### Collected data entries
--------
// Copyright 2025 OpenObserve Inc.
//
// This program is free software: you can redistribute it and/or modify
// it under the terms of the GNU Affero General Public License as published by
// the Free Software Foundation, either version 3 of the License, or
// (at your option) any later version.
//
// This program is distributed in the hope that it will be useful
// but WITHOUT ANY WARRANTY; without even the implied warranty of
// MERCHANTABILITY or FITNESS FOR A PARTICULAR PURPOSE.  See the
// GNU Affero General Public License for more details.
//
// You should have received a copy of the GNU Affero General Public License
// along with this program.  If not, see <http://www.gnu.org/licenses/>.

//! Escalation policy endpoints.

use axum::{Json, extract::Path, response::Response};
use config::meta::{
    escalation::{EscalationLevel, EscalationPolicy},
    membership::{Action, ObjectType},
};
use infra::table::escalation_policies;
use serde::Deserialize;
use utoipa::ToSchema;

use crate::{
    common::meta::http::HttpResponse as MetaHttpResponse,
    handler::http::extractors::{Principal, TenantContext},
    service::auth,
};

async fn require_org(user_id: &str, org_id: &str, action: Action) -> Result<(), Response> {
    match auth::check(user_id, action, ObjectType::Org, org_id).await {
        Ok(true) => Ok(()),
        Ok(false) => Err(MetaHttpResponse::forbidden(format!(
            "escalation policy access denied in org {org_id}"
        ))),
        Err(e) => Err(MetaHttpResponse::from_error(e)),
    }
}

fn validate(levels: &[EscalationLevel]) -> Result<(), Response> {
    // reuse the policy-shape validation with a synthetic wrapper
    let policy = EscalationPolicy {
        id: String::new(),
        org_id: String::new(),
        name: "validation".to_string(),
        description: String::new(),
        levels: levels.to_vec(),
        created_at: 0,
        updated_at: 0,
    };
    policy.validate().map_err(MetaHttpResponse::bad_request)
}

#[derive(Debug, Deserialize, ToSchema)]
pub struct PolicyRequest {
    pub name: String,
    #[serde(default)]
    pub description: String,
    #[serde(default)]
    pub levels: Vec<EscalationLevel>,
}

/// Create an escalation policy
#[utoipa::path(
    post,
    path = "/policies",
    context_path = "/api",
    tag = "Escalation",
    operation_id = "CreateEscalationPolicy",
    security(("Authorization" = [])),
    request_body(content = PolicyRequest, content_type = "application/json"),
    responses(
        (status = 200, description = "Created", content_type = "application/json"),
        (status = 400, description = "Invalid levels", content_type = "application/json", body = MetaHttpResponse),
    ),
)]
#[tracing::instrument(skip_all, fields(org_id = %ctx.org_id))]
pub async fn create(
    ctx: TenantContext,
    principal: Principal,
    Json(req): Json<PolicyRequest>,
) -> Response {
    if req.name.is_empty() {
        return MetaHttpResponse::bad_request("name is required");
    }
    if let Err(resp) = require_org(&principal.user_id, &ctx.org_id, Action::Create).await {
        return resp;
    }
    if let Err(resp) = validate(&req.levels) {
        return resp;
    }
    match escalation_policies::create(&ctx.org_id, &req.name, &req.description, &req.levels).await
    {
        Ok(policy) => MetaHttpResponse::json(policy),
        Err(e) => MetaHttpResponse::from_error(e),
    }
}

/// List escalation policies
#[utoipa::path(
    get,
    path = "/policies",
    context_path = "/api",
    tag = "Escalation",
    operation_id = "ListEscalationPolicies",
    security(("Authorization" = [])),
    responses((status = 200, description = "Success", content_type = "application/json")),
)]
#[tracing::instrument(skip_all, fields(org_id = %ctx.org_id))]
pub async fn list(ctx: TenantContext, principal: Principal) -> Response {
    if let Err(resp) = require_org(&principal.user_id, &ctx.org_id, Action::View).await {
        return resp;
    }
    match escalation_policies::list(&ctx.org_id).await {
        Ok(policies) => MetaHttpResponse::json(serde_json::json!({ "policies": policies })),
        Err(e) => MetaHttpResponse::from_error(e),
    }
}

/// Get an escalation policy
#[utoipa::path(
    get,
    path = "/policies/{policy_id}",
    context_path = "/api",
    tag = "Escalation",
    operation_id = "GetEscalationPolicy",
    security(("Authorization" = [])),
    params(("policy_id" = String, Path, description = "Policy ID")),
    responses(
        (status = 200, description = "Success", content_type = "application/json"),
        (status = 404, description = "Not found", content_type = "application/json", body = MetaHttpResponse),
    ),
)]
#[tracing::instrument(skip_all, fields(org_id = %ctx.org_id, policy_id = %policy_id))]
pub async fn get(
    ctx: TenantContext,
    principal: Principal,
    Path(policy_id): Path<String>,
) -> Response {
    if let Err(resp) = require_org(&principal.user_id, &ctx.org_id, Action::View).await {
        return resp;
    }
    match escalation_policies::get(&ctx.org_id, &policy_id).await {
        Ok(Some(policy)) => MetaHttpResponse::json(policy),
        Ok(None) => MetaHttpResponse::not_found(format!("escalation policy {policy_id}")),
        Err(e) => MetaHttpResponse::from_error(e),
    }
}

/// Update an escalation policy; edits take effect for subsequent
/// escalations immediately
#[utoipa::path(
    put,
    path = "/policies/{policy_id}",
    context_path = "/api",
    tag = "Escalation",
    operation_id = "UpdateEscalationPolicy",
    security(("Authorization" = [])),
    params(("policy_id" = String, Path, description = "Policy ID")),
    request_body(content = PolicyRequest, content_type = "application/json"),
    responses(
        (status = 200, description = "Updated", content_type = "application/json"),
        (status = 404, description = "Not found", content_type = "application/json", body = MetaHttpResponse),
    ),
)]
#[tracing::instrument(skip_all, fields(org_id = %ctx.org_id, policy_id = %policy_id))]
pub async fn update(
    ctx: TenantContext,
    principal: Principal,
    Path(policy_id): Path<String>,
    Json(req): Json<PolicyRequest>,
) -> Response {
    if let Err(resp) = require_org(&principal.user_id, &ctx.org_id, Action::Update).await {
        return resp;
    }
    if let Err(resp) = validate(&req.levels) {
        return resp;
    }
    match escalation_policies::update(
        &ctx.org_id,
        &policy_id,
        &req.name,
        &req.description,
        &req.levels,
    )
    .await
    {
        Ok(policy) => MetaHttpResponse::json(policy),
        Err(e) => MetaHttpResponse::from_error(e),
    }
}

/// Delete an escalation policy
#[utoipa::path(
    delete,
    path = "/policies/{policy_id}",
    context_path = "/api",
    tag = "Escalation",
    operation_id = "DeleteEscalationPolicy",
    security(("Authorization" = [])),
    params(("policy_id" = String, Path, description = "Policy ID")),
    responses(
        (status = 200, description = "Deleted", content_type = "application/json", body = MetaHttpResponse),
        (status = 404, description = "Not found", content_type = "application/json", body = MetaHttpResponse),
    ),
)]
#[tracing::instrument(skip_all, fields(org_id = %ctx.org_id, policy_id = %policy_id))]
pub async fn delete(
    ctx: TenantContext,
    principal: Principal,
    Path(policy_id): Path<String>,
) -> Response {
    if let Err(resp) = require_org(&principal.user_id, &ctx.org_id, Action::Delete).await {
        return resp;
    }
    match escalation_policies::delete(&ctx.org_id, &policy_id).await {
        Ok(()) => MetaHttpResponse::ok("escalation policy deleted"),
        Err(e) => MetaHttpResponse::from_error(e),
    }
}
--------
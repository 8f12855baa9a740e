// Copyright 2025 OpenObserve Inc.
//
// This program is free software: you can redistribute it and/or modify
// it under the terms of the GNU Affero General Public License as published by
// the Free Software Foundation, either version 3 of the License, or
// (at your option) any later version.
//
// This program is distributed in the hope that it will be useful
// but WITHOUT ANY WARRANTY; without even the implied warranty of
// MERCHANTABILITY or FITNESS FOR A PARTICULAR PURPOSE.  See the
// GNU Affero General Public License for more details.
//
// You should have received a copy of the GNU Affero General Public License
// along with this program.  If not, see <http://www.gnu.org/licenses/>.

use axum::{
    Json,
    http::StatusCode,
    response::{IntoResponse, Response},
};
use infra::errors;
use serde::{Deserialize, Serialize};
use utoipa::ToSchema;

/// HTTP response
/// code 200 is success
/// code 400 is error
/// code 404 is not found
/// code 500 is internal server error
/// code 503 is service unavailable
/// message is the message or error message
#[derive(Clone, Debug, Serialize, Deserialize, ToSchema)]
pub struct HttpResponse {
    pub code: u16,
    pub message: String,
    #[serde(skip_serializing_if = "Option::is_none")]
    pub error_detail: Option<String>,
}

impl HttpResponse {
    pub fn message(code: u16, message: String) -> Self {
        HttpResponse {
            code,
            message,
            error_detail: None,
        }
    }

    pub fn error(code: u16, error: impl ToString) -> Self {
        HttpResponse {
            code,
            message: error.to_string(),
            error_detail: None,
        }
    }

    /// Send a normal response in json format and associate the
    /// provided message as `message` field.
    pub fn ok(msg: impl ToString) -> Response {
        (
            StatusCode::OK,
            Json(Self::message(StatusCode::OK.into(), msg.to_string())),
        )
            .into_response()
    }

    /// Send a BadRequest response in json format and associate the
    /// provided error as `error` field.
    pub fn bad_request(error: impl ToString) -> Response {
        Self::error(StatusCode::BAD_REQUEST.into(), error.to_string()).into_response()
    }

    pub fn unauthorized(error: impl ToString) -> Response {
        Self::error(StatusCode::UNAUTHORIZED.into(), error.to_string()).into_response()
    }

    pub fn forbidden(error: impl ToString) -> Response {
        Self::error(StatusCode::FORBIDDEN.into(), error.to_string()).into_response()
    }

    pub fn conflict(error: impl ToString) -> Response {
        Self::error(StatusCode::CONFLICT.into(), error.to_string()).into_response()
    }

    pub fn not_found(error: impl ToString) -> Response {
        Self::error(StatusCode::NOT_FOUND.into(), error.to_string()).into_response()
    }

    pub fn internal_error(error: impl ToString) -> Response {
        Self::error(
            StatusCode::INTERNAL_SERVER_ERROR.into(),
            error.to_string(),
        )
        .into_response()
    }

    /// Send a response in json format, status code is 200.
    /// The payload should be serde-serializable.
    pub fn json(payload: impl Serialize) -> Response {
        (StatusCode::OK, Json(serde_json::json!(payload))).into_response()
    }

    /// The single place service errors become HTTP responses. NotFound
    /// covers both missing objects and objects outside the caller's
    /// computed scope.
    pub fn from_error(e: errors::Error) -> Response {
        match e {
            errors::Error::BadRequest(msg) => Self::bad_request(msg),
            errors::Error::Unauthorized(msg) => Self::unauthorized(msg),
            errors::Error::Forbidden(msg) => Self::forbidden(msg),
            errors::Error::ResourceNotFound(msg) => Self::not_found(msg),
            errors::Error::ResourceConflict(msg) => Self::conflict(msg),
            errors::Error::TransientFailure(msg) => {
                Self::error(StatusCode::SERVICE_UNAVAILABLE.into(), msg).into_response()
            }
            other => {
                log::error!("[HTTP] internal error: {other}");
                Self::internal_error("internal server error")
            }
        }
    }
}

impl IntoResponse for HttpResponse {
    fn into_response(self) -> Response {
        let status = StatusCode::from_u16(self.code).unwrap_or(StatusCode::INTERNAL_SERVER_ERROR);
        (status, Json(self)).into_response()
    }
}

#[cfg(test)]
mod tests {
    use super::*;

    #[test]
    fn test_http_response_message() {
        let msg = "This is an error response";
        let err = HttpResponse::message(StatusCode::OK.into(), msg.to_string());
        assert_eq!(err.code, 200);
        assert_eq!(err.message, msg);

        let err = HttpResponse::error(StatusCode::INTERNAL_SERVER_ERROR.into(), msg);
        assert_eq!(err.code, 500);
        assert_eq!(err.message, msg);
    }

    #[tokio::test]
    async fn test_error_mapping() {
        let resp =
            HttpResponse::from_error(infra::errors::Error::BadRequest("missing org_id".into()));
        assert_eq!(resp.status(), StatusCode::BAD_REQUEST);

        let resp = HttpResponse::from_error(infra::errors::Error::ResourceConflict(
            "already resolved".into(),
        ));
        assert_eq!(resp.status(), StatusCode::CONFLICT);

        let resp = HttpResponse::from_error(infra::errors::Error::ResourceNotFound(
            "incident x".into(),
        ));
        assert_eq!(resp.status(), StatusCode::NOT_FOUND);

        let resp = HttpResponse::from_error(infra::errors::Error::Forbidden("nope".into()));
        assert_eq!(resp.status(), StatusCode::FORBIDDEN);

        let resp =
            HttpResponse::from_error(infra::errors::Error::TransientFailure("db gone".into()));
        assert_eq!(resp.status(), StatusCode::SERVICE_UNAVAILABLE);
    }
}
--------
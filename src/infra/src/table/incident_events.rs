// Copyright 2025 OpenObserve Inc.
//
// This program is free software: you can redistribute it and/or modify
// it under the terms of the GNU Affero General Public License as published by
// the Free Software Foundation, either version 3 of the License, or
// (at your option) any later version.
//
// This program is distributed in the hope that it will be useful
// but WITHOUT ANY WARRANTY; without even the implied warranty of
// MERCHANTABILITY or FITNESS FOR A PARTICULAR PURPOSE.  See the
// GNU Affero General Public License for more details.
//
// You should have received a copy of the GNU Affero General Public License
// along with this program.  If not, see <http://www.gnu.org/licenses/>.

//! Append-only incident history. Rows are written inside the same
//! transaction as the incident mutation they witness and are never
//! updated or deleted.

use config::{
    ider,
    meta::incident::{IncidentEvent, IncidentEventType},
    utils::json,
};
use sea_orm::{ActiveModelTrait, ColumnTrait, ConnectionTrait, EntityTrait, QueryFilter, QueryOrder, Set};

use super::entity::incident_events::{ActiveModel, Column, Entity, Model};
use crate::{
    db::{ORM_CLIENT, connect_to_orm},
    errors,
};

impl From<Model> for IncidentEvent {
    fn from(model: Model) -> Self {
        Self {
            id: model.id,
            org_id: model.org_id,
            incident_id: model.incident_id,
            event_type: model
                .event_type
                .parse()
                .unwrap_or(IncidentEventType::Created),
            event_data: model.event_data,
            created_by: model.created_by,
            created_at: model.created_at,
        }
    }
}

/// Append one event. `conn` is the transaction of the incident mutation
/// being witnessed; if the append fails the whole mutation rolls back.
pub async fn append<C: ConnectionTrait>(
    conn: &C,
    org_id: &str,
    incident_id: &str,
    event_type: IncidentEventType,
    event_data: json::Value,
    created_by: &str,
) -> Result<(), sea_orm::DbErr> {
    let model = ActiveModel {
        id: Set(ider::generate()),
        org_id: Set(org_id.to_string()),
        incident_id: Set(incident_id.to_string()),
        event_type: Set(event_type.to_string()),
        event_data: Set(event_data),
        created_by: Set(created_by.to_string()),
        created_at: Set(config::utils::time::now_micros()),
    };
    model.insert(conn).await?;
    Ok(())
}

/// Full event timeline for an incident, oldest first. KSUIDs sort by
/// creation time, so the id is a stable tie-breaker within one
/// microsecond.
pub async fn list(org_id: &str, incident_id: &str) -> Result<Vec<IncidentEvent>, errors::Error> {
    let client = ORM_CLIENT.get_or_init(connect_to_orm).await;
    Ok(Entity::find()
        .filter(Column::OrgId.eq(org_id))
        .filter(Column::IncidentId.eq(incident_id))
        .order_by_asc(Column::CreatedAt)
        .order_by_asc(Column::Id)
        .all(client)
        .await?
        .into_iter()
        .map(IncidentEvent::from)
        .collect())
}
--------
Count how many lines in the entries hold "Send" and reply with that number alone.

### YOUR RESPONSE
3